__Activity__. Output all the data exactly.

(Records from a data source)
☆ ☆ ☆ ☆
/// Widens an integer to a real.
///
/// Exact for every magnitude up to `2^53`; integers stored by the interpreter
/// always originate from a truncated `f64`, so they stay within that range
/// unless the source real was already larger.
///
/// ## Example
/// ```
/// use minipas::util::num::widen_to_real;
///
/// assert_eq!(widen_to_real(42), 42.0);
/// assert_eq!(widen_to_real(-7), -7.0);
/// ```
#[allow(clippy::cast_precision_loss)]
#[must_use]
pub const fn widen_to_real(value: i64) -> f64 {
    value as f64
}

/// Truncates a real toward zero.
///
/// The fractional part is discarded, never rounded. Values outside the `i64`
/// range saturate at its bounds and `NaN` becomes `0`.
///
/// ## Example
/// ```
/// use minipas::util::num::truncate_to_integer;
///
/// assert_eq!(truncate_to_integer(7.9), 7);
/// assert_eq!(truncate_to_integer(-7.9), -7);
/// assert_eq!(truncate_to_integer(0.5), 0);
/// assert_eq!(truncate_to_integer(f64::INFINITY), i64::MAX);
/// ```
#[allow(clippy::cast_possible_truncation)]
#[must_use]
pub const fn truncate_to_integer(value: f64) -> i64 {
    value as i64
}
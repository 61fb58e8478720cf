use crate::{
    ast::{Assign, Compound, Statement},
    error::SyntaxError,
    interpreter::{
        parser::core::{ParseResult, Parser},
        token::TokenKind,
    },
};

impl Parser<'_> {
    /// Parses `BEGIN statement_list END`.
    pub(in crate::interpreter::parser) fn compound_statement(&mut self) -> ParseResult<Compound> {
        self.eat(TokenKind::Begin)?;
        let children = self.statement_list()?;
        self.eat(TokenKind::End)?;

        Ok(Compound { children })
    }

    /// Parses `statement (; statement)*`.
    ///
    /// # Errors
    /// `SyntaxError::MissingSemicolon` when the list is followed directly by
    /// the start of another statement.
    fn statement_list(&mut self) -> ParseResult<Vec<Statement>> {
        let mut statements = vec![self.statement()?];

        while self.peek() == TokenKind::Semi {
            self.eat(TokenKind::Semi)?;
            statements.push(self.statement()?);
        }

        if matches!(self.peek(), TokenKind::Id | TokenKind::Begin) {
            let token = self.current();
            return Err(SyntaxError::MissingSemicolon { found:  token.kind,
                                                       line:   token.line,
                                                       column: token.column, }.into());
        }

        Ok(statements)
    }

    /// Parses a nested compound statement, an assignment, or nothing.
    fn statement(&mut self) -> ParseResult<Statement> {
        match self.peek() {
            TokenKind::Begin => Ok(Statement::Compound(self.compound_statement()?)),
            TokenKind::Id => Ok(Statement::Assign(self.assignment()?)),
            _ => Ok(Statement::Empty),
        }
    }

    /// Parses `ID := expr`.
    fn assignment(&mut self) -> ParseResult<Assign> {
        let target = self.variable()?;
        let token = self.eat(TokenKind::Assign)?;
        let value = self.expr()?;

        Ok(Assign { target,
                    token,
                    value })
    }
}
☆ ☆ ☆ ☆
__Finished task__.
/// Widens an integer to a real.
///
/// Exact for every magnitude up to `2^53`; integers stored by the interpreter
/// always originate from a truncated `f64`, so they stay within that range
/// unless the source real was already larger.
///
/// ## Example
/// ```
/// use minipas::util::num::widen_to_real;
///
/// assert_eq!(widen_to_real(42), 42.0);
/// assert_eq!(widen_to_real(-7), -7.0);
/// ```
#[allow(clippy::cast_precision_loss)]
#[must_use]
pub const fn widen_to_real(value: i64) -> f64 {
    value as f64
}

/// Truncates a real toward zero.
///
/// The fractional part is discarded, never rounded. Values outside the `i64`
/// range saturate at its bounds and `NaN` becomes `0`.
///
/// ## Example
/// ```
/// use minipas::util::num::truncate_to_integer;
///
/// assert_eq!(truncate_to_integer(7.9), 7);
/// assert_eq!(truncate_to_integer(-7.9), -7);
/// assert_eq!(truncate_to_integer(0.5), 0);
/// assert_eq!(truncate_to_integer(f64::INFINITY), i64::MAX);
/// ```
#[allow(clippy::cast_possible_truncation)]
#[must_use]
pub const fn truncate_to_integer(value: f64) -> i64 {
    value as i64
}
repository 61fb58e8478720cf
use crate::{
    ast::{Assign, Compound, Statement},
    error::SyntaxError,
    interpreter::{
        parser::core::{ParseResult, Parser},
        token::TokenKind,
    },
};

impl Parser<'_> {
    /// Parses `BEGIN statement_list END`.
    pub(in crate::interpreter::parser) fn compound_statement(&mut self) -> ParseResult<Compound> {
        self.eat(TokenKind::Begin)?;
        let children = self.statement_list()?;
        self.eat(TokenKind::End)?;

        Ok(Compound { children })
    }

    /// Parses `statement (; statement)*`.
    ///
    /// # Errors
    /// `SyntaxError::MissingSemicolon` when the list is followed directly by
    /// the start of another statement.
    fn statement_list(&mut self) -> ParseResult<Vec<Statement>> {
        let mut statements = vec![self.statement()?];

        while self.peek() == TokenKind::Semi {
            self.eat(TokenKind::Semi)?;
            statements.push(self.statement()?);
        }

        if matches!(self.peek(), TokenKind::Id | TokenKind::Begin) {
            let token = self.current();
            return Err(SyntaxError::MissingSemicolon { found:  token.kind,
                                                       line:   token.line,
                                                       column: token.column, }.into());
        }

        Ok(statements)
    }

    /// Parses a nested compound statement, an assignment, or nothing.
    fn statement(&mut self) -> ParseResult<Statement> {
        match self.peek() {
            TokenKind::Begin => Ok(Statement::Compound(self.compound_statement()?)),
            TokenKind::Id => Ok(Statement::Assign(self.assignment()?)),
            _ => Ok(Statement::Empty),
        }
    }

    /// Parses `ID := expr`.
    fn assignment(&mut self) -> ParseResult<Assign> {
        let target = self.variable()?;
        let token = self.eat(TokenKind::Assign)?;
        let value = self.expr()?;

        Ok(Assign { target,
                    token,
                    value })
    }
}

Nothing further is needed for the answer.